Au milieu de la cour, un poteau très haut et fourchu soutenait une clochette de métal (en cuivre rouge) accrochée à une bande de coton blanche : le vent faisait tinter la cloche qui ainsi chassait les « mauvais esprits » et les sorciers. Encore actuellement, une bande de coton blanche est suspendue au milieu du linteau de la porte d’entrée du vestibule de l’habitation principale des Soninké vivant dans le sahel.
Après le repas du soir, tous les membres de l’agglomération se réunissent devant le palais.
Alors, les Kousa de service allaient chercher le futur dignitaire dans sa demeure où il était resté en attente : ils l’habillaient de tuniques teintes en wolo, le coiffaient d’un bonnet à oreilles entièrement recouvert de pierres et de métaux précieux, de miroirs scintillants. Une bande de coton dont on faisait un nœud se plaçait sur le front et maintenait cette coiffure, les pans descendant sur la nuque et le dos : le nœud contenait une amulette. Ils le chaussaient de sandales dont la semelle était maintenue par des lanières de peau de vache gravées de signes réalisés au fer rouge. Le postulant portait à l’annuaire gauche une grosse bague en or qu’il frappait contre une autre bague de même métal passée au pouce pour saluer les visiteurs et les remercier ainsi sans parler. Les Kousa, alors, le conduisaient et le faisaient asseoir sur l’estrade et posaient près de lui sa lance et son sabre.
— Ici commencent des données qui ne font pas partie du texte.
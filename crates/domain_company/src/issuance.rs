//! Contract issuance and grouping

use tracing::{info, instrument, warn};

use core_kernel::{Amount, ContractNumber, PartyId};
use domain_billing::accrual::accrue;
use domain_contract::{
    ContractNumberRegistry, InsuranceContract, MasterVehicleContract, PaymentSchedule,
    PremiumFrequency, SingleVehicleContract, TravelContract,
};
use domain_party::Vehicle;
use crate::company::{InsuranceCompany, Location};
use crate::error::CompanyError;

impl InsuranceCompany {
    fn require_persons(&self, ids: &[PartyId]) -> Result<(), CompanyError> {
        for id in ids {
            self.persons.require(id)?;
        }
        Ok(())
    }

    /// Issues a single-vehicle contract
    ///
    /// The coverage is derived from the vehicle value. The schedule starts at
    /// the current time and the first premium is charged immediately, so the
    /// new contract owes one premium and is next due one period from now.
    ///
    /// # Errors
    ///
    /// - argument error if the premium is not positive or too low for the
    ///   vehicle, the beneficiary is the policy holder, or a person is unknown
    /// - uniqueness error if the number was already issued
    #[instrument(skip(self, contract_number, vehicle), fields(contract_number = %contract_number, plate = %vehicle.license_plate))]
    pub fn insure_vehicle(
        &mut self,
        contract_number: ContractNumber,
        beneficiary: Option<PartyId>,
        policy_holder: PartyId,
        premium: Amount,
        frequency: PremiumFrequency,
        vehicle: Vehicle,
    ) -> Result<ContractNumber, CompanyError> {
        let coverage = self.underwriting.vehicle_coverage(premium, frequency, &vehicle)?;
        self.issued.ensure_available(&contract_number)?;
        self.require_persons(&[policy_holder])?;
        if let Some(beneficiary) = beneficiary {
            self.require_persons(&[beneficiary])?;
        }

        let now = self.clock.now();
        let schedule = PaymentSchedule::new(premium, frequency, now)?;
        let mut contract = SingleVehicleContract::new(
            contract_number.clone(),
            self.id,
            beneficiary,
            policy_holder,
            schedule,
            coverage,
            vehicle,
        )?;
        accrue(&mut contract, now)?;

        self.issued.reserve(&contract_number)?;
        self.contracts.push(contract.into());
        info!(coverage, "vehicle insured");
        Ok(contract_number)
    }

    /// Issues a travel contract for a set of persons
    ///
    /// Duplicate persons count once. The first premium is charged
    /// immediately.
    ///
    /// # Errors
    ///
    /// - argument error if the set is empty, the premium is too low for the
    ///   number of persons, or a person is unknown
    /// - uniqueness error if the number was already issued
    #[instrument(skip(self, contract_number, insured_persons), fields(contract_number = %contract_number, persons = insured_persons.len()))]
    pub fn insure_persons(
        &mut self,
        contract_number: ContractNumber,
        policy_holder: PartyId,
        premium: Amount,
        frequency: PremiumFrequency,
        insured_persons: Vec<PartyId>,
    ) -> Result<ContractNumber, CompanyError> {
        let mut distinct: Vec<PartyId> = Vec::with_capacity(insured_persons.len());
        for person in insured_persons {
            if !distinct.contains(&person) {
                distinct.push(person);
            }
        }

        let coverage = self.underwriting.travel_coverage(premium, frequency, distinct.len())?;
        self.issued.ensure_available(&contract_number)?;
        self.require_persons(&[policy_holder])?;
        self.require_persons(&distinct)?;

        let now = self.clock.now();
        let schedule = PaymentSchedule::new(premium, frequency, now)?;
        let mut contract = TravelContract::new(
            contract_number.clone(),
            self.id,
            policy_holder,
            schedule,
            coverage,
            distinct,
        )?;
        accrue(&mut contract, now)?;

        self.issued.reserve(&contract_number)?;
        self.contracts.push(contract.into());
        info!(coverage, "persons insured");
        Ok(contract_number)
    }

    /// Creates an empty grouping contract for a legal policy holder
    ///
    /// # Errors
    ///
    /// - argument error if the policy holder is not a legal person, is
    ///   unknown, or equals the beneficiary
    /// - uniqueness error if the number was already issued
    #[instrument(skip(self, contract_number), fields(contract_number = %contract_number))]
    pub fn create_master_vehicle_contract(
        &mut self,
        contract_number: ContractNumber,
        beneficiary: Option<PartyId>,
        policy_holder: PartyId,
    ) -> Result<ContractNumber, CompanyError> {
        self.issued.ensure_available(&contract_number)?;
        let holder = self.persons.require(&policy_holder)?;
        if !holder.is_legal_entity() {
            warn!(%policy_holder, "master contract requested by natural person");
            return Err(CompanyError::invalid("Policy holder must be a legal entity"));
        }
        if let Some(beneficiary) = beneficiary {
            self.require_persons(&[beneficiary])?;
        }

        let contract =
            MasterVehicleContract::new(contract_number.clone(), self.id, beneficiary, policy_holder)?;
        self.issued.reserve(&contract_number)?;
        self.contracts.push(contract.into());
        info!("master contract created");
        Ok(contract_number)
    }

    /// Moves a top-level single-vehicle contract under a master contract
    ///
    /// The single contract leaves the top-level list and is appended to the
    /// master's children. Its number stays reserved.
    ///
    /// # Errors
    ///
    /// - not-found error if either contract is not held at top level
    /// - argument error if the contracts are of the wrong kinds
    /// - argument error if their policy holders differ
    /// - invalid-state error if either is inactive
    #[instrument(skip(self, master_number, single_number), fields(master = %master_number, single = %single_number))]
    pub fn move_single_vehicle_contract_to_master(
        &mut self,
        master_number: &ContractNumber,
        single_number: &ContractNumber,
    ) -> Result<(), CompanyError> {
        let master_index = self.top_level_index(master_number)?;
        let single_index = self.top_level_index(single_number)?;

        let Some(child) = self.contracts[single_index].as_single_vehicle().cloned() else {
            return Err(CompanyError::WrongContractKind(format!(
                "{} is not a single-vehicle contract",
                single_number
            )));
        };
        let Some(master) = self.contracts[master_index].as_master_vehicle_mut() else {
            return Err(CompanyError::WrongContractKind(format!(
                "{} is not a master contract",
                master_number
            )));
        };
        master.adopt(child).inspect_err(|e| {
            warn!(error = %e, "contract move rejected");
        })?;

        self.contracts.remove(single_index);
        Ok(())
    }

    /// Explicitly deactivates a contract; masters cascade to their children
    #[instrument(skip(self, contract_number), fields(contract_number = %contract_number))]
    pub fn deactivate_contract(&mut self, contract_number: &ContractNumber) -> Result<(), CompanyError> {
        match self.require_location(contract_number)? {
            Location::TopLevel(index) => self.contracts[index].deactivate(),
            Location::Child { .. } => self.single_vehicle_mut(contract_number)?.deactivate(),
        }
        Ok(())
    }

    fn top_level_index(&self, number: &ContractNumber) -> Result<usize, CompanyError> {
        match self.require_location(number)? {
            Location::TopLevel(index) => Ok(index),
            Location::Child { .. } => Err(CompanyError::invalid(format!(
                "Contract {} already belongs to a master contract",
                number
            ))),
        }
    }
}
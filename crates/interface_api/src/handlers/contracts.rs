//! Contract issuance and grouping handlers

use axum::{
    extract::{Path, State},
    http::StatusCode,
    Json,
};
use validator::Validate;

use domain_company::ContractRef;
use domain_party::Vehicle;

use super::contract_number;
use crate::{AppState, error::ApiError};
use crate::dto::contracts::*;

type Created = (StatusCode, Json<ContractResponse>);

/// Insures a single vehicle
pub async fn insure_vehicle(
    State(state): State<AppState>,
    Json(request): Json<InsureVehicleRequest>,
) -> Result<Created, ApiError> {
    request.validate()?;
    let number = contract_number(request.contract_number)?;
    let vehicle = Vehicle::new(request.license_plate, request.original_value)?;

    let mut company = state.company.write().await;
    let number = company.insure_vehicle(
        number,
        request.beneficiary,
        request.policy_holder,
        request.premium,
        request.frequency,
        vehicle,
    )?;
    let contract = company.require_contract(&number)?;
    Ok((StatusCode::CREATED, Json(ContractResponse::from(contract))))
}

/// Insures a group of travellers
pub async fn insure_persons(
    State(state): State<AppState>,
    Json(request): Json<InsurePersonsRequest>,
) -> Result<Created, ApiError> {
    request.validate()?;
    let number = contract_number(request.contract_number)?;

    let mut company = state.company.write().await;
    let number = company.insure_persons(
        number,
        request.policy_holder,
        request.premium,
        request.frequency,
        request.insured_persons,
    )?;
    let contract = company.require_contract(&number)?;
    Ok((StatusCode::CREATED, Json(ContractResponse::from(contract))))
}

/// Creates an empty master contract
pub async fn create_master(
    State(state): State<AppState>,
    Json(request): Json<CreateMasterRequest>,
) -> Result<Created, ApiError> {
    request.validate()?;
    let number = contract_number(request.contract_number)?;

    let mut company = state.company.write().await;
    let number =
        company.create_master_vehicle_contract(number, request.beneficiary, request.policy_holder)?;
    let contract = company.require_contract(&number)?;
    Ok((StatusCode::CREATED, Json(ContractResponse::from(contract))))
}

/// Lists top-level contracts in issuance order
pub async fn list_contracts(State(state): State<AppState>) -> Json<Vec<ContractResponse>> {
    let company = state.company.read().await;
    Json(
        company
            .contracts()
            .iter()
            .map(|c| ContractResponse::from(ContractRef::TopLevel(c)))
            .collect(),
    )
}

/// Gets a contract by number, top level or child
pub async fn get_contract(
    State(state): State<AppState>,
    Path(number): Path<String>,
) -> Result<Json<ContractResponse>, ApiError> {
    let number = contract_number(number)?;

    let company = state.company.read().await;
    let contract = company.require_contract(&number)?;
    Ok(Json(ContractResponse::from(contract)))
}

/// Moves a single-vehicle contract under the master in the path
pub async fn add_child(
    State(state): State<AppState>,
    Path(master): Path<String>,
    Json(request): Json<AddChildRequest>,
) -> Result<Json<ContractResponse>, ApiError> {
    request.validate()?;
    let master = contract_number(master)?;
    let single = contract_number(request.contract_number)?;

    let mut company = state.company.write().await;
    company.move_single_vehicle_contract_to_master(&master, &single)?;
    let contract = company.require_contract(&master)?;
    Ok(Json(ContractResponse::from(contract)))
}

/// Deactivates a contract; masters cascade to their children
pub async fn deactivate(
    State(state): State<AppState>,
    Path(number): Path<String>,
) -> Result<Json<ContractResponse>, ApiError> {
    let number = contract_number(number)?;

    let mut company = state.company.write().await;
    company.deactivate_contract(&number)?;
    let contract = company.require_contract(&number)?;
    Ok(Json(ContractResponse::from(contract)))
}
//! Test Utilities Crate
//!
//! Provides shared test infrastructure, fixtures, and helpers for the
//! contract billing test suite.
//!
//! # Modules
//!
//! - `fixtures`: Valid persons, vehicles and the reference clock
//! - `builders`: Builder patterns for companies and schedules
//! - `assertions`: Assertion helpers for balances, ledgers and error kinds
//! - `generators`: Property-based test data generators

pub mod fixtures;
pub mod builders;
pub mod assertions;
pub mod generators;

pub use fixtures::*;
pub use builders::*;
pub use assertions::*;
pub use generators::*;
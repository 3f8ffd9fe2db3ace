//! Billing Domain - Accrual, Allocation and the Payment Ledger
//!
//! This crate moves money through contract schedules:
//!
//! - **Accrual** ([`accrual`]): walks a schedule from its due date up to the
//!   insurer's current time, adding one premium per elapsed period.
//! - **Allocation** ([`allocation`]): applies an incoming payment to a
//!   contract; grouping contracts fan the payment out over their children in
//!   two ordered phases.
//! - **Ledger** ([`ledger`]): the time-ordered record of applied payments,
//!   keyed by contract number.
//!
//! Balances grow only through accrual and shrink only through allocation.
//! The current time is always passed in; nothing here reads a clock.
//!
//! # Example
//!
//! ```rust,ignore
//! use domain_billing::{accrual, PaymentHandler};
//!
//! accrual::accrue_contract(&mut contract, now)?;
//!
//! let mut handler = PaymentHandler::new(insurer_id);
//! handler.pay(&mut contract, 400, now)?;
//! assert_eq!(handler.ledger().total_paid(contract.contract_number()), 400);
//! ```

pub mod accrual;
pub mod allocation;
pub mod ledger;
pub mod error;

pub use allocation::PaymentHandler;
pub use ledger::{PaymentInstance, PaymentLedger};
pub use error::BillingError;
Toute la population convoquée par le son du tambour de cuivre défilait en lui apportant des dons. Les gessere avec leur lance marchaient en tête et récitaient les devises de sa famille. Les grandes lois de l’empire étaient ensuite énoncées par l’intronisé et répétées à haute voix par les généalogistes. Ceux-ci se relayaient sans discontinuer pendant la nuit et le jour suivant. Enfin, le soir, ils récitaient des bénédictions pour le bien du nouveau chef « assis sur la peau » et de l’empire.
On procédait aussi à des sacrifices sur une pierre placée à l’entrée de la concession : bœuf blanc, bœuf rouge, volailles blanches et rouges et bouillie de petit mil.
Le lendemain, les « forgerons » intervenaient à leur tour : ils dansaient en brandissant des haches tandis que leurs femmes chantaient accompagnées du jeu des instruments de leurs généalogistes, les Soumounou. Le troisième jour, c’était le tour des esclaves d’exécuter des danses grotesques en déclamant des plaisanteries, voire des insultes, témoignant ainsi des relations particulières de mise ce jour là.
Après son intronisation, le Kaya Maga s’asseyait toujours sur la peau de taureau qui avait été placée sur l’estrade pour la cérémonie. Cette peau l’accompagnait dans tous ses déplacements, à l’intérieur du palais comme à l’extérieur. Lorsqu’elle était usée, on exécutait le même sacrifice que celui qui avait été réalisé pour l’intronisation, on la séchait et elle remplaçait alors l’ancienne. A la mort du dignitaire, la peau était enroulée et conservée jusqu'à la majorité, c'est-à-dire la circoncision, de son fils ainé. A ce moment-là, on lui remettait la peau qu’il pouvait utiliser pour s’asseoir.